→ **Problem details**
The lines below are to be quoted exactly, from the first through the one that contains "pub enum DropdownBody".

Records excerpted from a collection
******************************
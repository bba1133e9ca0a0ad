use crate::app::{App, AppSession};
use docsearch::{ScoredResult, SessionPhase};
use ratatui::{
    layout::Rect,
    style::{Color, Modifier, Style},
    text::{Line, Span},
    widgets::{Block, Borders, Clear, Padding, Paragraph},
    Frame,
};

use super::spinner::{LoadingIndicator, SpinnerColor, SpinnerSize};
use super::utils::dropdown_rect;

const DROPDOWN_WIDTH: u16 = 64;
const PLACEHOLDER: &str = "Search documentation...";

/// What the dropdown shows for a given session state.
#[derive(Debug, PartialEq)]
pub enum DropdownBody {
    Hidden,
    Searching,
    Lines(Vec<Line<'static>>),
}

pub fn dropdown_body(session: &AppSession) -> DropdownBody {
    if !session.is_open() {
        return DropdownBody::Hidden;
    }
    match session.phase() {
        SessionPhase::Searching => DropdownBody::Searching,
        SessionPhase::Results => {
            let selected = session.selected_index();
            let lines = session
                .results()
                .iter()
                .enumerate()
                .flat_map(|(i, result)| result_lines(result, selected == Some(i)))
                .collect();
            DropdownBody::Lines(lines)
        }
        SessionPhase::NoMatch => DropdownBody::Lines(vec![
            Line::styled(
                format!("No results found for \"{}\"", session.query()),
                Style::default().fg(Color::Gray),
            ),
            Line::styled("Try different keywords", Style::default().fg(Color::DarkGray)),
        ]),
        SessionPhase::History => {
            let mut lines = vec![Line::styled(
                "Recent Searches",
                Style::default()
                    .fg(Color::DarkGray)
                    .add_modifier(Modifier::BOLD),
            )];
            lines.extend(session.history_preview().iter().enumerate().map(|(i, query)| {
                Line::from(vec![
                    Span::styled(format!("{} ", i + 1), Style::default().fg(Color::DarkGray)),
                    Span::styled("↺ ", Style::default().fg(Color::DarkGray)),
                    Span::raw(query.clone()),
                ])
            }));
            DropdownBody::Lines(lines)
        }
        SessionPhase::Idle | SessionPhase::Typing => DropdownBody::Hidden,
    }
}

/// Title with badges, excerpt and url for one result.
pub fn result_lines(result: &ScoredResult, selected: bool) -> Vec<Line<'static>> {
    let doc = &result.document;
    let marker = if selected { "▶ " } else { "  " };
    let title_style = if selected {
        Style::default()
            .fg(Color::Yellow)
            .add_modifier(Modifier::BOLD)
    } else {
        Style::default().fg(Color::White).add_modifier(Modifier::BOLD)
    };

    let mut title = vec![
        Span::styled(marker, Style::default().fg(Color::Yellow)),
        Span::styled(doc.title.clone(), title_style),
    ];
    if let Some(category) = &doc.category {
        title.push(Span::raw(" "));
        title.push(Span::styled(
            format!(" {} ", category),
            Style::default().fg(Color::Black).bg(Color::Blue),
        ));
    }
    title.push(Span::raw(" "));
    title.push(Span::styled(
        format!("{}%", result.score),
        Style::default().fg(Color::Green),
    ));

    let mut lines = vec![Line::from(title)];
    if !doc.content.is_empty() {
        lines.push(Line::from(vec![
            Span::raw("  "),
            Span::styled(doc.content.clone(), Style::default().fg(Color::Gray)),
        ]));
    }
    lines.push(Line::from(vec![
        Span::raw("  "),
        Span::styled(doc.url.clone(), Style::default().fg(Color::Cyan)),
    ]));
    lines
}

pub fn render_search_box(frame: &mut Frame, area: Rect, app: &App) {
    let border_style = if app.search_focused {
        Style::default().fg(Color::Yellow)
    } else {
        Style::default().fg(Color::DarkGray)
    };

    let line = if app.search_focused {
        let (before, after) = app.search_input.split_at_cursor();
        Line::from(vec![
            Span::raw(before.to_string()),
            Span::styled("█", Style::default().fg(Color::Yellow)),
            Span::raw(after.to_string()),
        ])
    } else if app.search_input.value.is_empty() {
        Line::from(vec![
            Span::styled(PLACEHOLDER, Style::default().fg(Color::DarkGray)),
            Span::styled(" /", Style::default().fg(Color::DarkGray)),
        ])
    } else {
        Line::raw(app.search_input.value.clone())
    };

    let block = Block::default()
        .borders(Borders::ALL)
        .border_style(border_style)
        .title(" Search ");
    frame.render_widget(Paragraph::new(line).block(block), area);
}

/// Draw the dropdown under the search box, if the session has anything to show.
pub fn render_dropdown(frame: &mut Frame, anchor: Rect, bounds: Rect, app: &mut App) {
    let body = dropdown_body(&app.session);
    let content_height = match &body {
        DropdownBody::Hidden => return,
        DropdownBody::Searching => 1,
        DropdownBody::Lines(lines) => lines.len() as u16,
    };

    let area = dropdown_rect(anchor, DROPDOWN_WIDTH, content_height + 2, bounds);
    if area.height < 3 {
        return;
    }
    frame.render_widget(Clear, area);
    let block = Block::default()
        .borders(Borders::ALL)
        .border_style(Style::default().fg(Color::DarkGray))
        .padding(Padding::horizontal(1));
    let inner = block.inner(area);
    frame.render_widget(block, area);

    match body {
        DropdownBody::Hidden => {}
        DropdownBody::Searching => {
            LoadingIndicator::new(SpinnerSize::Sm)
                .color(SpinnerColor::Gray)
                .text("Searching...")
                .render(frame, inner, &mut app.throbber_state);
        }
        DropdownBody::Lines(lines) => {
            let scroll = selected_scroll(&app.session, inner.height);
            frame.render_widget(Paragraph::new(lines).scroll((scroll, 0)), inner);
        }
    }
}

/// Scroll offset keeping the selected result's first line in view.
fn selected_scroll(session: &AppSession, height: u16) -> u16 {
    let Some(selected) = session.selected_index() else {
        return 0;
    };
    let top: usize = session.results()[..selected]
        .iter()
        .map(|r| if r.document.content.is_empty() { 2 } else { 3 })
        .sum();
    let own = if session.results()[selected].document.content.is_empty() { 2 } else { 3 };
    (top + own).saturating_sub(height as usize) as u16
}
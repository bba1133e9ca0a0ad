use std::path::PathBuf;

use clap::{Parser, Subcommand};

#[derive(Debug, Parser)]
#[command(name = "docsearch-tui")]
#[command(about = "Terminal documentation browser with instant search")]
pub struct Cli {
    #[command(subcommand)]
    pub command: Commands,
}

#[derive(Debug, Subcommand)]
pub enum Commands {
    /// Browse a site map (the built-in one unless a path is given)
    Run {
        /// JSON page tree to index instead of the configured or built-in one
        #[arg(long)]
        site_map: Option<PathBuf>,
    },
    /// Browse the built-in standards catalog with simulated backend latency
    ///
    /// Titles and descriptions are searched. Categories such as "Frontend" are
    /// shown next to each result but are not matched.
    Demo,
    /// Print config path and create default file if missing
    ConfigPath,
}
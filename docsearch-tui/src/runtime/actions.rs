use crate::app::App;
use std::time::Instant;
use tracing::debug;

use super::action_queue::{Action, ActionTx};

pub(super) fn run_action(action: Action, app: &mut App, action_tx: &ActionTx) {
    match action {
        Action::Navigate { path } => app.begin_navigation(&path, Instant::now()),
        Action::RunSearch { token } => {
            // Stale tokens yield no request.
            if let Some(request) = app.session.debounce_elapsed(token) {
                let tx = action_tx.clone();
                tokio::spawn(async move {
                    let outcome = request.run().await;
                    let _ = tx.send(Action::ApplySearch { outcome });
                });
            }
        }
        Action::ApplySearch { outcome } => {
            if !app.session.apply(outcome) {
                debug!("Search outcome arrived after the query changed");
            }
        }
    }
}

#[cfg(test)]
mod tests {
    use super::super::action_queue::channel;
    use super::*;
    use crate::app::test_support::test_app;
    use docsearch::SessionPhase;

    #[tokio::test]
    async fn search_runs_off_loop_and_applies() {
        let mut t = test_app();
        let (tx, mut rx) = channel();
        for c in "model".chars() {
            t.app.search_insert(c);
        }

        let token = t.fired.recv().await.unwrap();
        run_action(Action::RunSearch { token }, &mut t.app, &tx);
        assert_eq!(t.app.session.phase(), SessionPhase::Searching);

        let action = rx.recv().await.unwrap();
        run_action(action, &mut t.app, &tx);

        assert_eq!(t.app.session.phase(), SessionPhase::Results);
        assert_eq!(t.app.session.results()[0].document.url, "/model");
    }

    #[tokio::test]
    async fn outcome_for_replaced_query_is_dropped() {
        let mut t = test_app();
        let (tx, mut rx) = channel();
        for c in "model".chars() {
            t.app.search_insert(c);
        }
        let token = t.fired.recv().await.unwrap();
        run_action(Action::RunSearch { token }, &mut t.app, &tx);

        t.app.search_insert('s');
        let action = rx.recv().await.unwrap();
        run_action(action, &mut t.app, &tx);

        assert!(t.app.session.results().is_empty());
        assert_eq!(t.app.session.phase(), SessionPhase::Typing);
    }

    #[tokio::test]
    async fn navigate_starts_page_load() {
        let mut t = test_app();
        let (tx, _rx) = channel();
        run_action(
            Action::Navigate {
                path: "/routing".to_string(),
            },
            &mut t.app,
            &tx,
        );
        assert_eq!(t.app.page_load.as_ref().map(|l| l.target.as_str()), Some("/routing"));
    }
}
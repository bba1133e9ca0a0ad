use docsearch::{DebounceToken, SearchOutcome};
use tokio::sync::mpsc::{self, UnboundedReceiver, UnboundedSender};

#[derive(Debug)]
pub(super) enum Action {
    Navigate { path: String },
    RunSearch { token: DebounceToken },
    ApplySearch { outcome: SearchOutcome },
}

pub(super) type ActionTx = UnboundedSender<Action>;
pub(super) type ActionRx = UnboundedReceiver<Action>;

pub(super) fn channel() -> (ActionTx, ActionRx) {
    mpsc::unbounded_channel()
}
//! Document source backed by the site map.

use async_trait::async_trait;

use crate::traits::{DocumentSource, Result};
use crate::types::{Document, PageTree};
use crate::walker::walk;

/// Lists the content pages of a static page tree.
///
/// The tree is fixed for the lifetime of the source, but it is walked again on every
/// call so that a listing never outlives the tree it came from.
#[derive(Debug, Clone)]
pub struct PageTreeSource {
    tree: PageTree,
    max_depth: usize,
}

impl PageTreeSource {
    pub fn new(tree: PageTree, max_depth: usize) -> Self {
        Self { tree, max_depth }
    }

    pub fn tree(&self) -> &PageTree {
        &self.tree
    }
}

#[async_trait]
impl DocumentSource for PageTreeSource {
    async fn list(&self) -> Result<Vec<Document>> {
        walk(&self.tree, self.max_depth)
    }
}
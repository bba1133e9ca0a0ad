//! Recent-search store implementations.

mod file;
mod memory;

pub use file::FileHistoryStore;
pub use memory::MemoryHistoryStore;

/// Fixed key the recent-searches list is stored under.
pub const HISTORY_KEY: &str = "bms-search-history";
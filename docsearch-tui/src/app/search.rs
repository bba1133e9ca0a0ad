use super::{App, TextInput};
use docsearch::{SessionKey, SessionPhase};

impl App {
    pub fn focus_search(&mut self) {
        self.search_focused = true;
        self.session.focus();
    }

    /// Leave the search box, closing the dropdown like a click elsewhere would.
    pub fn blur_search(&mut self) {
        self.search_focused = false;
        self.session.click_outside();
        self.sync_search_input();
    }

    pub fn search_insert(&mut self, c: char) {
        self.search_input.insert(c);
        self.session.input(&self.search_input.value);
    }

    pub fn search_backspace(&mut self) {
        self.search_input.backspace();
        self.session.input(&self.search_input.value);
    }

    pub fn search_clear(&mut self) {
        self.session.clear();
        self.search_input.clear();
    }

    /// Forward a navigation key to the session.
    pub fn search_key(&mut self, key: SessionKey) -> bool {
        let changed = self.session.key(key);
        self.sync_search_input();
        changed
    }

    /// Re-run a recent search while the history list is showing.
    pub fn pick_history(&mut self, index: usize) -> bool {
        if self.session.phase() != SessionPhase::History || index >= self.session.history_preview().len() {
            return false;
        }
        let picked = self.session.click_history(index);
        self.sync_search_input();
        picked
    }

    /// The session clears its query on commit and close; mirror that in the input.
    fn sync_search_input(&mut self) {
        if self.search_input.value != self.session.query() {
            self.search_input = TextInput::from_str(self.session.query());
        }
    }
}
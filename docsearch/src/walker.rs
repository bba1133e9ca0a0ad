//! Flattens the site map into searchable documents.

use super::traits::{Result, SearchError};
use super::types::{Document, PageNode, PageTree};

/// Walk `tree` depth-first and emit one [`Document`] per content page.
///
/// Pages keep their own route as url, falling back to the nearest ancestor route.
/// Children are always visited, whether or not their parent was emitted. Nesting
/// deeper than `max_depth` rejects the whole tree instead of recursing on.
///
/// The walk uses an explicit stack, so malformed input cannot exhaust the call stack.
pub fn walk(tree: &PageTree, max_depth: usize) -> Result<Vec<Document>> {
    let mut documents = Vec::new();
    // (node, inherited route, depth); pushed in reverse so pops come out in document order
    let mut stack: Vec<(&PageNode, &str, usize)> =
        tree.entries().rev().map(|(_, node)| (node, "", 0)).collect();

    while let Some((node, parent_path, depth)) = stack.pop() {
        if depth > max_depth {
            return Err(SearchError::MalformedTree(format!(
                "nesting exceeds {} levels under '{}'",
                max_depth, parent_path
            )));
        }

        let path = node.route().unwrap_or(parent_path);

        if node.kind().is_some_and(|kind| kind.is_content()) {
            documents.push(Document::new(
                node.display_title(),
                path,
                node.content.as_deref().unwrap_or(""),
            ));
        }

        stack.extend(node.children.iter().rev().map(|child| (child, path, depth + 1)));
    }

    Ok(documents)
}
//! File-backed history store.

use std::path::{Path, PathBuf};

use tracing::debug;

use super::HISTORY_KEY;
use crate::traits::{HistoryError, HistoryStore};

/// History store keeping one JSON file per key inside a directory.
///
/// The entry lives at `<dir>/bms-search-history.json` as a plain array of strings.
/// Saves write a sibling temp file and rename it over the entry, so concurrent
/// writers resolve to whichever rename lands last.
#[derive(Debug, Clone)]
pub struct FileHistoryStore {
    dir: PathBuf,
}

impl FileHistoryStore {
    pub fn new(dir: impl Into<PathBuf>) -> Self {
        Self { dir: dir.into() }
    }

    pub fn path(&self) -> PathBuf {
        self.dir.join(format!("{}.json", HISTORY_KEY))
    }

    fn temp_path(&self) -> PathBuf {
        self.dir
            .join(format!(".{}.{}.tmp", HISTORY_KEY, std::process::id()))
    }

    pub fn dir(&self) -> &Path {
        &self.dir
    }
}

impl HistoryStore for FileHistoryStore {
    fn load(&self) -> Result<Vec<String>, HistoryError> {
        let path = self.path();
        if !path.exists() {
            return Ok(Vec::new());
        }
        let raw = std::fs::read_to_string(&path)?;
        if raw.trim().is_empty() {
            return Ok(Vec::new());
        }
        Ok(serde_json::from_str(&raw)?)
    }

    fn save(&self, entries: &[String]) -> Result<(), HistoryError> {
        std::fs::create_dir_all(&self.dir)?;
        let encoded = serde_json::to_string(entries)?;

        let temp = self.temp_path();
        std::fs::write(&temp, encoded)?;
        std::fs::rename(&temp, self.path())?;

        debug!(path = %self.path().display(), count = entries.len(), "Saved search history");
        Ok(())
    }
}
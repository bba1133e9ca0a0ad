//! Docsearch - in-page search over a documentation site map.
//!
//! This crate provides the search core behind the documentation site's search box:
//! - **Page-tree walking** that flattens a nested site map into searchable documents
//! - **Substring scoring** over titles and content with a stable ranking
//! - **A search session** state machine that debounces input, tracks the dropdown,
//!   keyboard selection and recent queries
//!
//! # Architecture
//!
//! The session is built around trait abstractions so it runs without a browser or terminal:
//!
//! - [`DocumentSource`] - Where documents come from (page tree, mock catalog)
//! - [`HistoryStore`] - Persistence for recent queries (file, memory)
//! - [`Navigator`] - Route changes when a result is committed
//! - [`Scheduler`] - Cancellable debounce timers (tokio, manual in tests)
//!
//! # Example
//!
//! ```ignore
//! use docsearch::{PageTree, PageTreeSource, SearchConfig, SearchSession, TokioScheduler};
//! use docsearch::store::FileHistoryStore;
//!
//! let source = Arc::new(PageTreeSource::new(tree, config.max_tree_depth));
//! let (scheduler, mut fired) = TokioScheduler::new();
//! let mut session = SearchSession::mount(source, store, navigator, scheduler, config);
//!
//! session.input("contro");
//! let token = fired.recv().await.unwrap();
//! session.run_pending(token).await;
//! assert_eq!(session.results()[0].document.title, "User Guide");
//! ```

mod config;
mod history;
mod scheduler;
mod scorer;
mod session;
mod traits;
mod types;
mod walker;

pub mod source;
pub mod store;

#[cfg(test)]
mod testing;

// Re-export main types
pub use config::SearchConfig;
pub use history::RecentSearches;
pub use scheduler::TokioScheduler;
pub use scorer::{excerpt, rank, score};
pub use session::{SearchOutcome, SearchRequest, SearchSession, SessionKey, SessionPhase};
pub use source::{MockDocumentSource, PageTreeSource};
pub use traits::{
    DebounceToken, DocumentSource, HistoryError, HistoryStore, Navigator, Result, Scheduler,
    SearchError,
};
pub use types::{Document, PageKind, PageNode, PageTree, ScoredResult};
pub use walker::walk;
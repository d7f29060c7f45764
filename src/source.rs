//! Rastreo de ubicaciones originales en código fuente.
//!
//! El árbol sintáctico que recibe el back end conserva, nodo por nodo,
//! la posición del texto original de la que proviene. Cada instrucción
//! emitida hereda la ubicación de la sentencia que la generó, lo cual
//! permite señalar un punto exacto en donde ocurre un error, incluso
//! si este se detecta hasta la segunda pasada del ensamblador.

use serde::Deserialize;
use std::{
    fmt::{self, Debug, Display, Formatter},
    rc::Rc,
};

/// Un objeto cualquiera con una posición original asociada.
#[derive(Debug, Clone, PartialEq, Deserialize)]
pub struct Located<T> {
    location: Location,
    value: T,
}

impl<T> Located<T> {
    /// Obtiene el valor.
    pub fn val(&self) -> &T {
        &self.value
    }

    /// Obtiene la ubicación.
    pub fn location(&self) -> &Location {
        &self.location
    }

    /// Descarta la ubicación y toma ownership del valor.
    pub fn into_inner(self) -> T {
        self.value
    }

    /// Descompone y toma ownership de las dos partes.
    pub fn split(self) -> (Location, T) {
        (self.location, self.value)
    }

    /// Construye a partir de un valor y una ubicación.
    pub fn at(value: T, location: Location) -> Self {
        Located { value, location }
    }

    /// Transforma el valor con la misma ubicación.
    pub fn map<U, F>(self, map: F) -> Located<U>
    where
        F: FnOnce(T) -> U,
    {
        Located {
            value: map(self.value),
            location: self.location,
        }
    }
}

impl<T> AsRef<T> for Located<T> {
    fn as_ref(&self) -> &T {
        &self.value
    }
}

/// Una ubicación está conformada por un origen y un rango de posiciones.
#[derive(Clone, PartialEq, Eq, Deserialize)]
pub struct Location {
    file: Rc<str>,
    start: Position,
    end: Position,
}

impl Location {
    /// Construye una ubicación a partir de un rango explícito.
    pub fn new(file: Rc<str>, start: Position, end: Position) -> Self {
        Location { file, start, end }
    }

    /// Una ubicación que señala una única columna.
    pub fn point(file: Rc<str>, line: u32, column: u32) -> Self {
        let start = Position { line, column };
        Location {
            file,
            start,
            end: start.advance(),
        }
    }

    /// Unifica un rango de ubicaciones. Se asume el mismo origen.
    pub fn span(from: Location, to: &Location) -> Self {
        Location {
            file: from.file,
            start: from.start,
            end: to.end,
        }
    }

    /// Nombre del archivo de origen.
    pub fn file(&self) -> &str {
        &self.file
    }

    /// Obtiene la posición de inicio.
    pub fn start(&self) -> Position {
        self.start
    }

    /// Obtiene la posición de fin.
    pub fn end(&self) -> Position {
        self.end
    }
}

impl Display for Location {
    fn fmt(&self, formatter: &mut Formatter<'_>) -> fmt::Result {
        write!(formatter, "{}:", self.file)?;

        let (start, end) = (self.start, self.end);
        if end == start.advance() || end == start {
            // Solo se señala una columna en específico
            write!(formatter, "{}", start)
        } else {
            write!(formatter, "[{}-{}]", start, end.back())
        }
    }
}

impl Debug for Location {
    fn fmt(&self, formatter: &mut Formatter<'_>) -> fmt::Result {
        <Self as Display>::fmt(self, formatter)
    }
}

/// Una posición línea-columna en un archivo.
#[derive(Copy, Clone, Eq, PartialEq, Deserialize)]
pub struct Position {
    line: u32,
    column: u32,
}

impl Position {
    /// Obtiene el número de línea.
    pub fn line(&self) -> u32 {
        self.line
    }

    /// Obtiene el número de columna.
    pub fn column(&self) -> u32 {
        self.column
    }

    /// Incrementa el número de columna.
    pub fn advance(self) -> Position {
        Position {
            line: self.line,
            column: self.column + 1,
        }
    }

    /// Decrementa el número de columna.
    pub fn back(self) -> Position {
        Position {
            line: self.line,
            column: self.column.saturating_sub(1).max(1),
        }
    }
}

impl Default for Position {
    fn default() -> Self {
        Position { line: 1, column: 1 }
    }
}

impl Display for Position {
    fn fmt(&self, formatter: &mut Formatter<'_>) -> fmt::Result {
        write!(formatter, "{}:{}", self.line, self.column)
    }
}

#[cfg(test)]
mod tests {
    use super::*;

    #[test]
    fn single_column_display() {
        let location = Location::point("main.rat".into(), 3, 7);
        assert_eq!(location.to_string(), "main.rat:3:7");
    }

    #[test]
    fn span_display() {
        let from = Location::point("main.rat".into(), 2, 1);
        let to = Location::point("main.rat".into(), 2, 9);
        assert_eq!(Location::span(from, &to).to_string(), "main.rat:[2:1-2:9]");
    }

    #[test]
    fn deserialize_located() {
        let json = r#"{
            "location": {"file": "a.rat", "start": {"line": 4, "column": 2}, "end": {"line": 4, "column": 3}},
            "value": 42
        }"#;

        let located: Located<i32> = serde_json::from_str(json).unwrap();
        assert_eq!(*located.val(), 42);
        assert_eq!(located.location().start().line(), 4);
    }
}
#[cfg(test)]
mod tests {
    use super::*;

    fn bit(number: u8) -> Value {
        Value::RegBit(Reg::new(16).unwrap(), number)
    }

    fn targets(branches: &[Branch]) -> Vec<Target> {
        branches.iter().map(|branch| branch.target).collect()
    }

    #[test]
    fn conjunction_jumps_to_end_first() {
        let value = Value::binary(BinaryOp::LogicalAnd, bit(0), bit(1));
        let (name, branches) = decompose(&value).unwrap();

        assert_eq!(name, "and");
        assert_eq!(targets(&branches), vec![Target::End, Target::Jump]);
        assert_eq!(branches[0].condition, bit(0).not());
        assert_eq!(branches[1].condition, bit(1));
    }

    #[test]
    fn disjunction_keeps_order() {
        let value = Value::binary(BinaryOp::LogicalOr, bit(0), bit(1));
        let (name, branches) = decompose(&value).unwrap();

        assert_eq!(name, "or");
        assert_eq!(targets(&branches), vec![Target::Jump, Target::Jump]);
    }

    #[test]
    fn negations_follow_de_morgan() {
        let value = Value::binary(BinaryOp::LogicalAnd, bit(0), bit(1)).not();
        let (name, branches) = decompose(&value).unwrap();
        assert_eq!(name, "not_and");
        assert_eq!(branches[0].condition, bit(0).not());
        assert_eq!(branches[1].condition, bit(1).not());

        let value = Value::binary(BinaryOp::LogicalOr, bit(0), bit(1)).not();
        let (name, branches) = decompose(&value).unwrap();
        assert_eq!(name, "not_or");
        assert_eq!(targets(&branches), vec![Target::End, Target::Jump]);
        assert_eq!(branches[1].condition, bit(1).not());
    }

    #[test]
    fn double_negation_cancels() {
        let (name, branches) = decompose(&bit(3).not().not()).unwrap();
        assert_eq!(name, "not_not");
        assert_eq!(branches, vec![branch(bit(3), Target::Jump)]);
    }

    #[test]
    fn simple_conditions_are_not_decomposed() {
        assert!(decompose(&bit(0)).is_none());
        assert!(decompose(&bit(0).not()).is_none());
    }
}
******************************
→ **Answer section**
repository bba1133e9ca0a0ad
use crate::app::{App, AppSession};
use docsearch::{ScoredResult, SessionPhase};
use ratatui::{
    layout::Rect,
    style::{Color, Modifier, Style},
    text::{Line, Span},
    widgets::{Block, Borders, Clear, Padding, Paragraph},
    Frame,
};

use super::spinner::{LoadingIndicator, SpinnerColor, SpinnerSize};
use super::utils::dropdown_rect;

const DROPDOWN_WIDTH: u16 = 64;
const PLACEHOLDER: &str = "Search documentation...";

/// What the dropdown shows for a given session state.
#[derive(Debug, PartialEq)]
pub enum DropdownBody {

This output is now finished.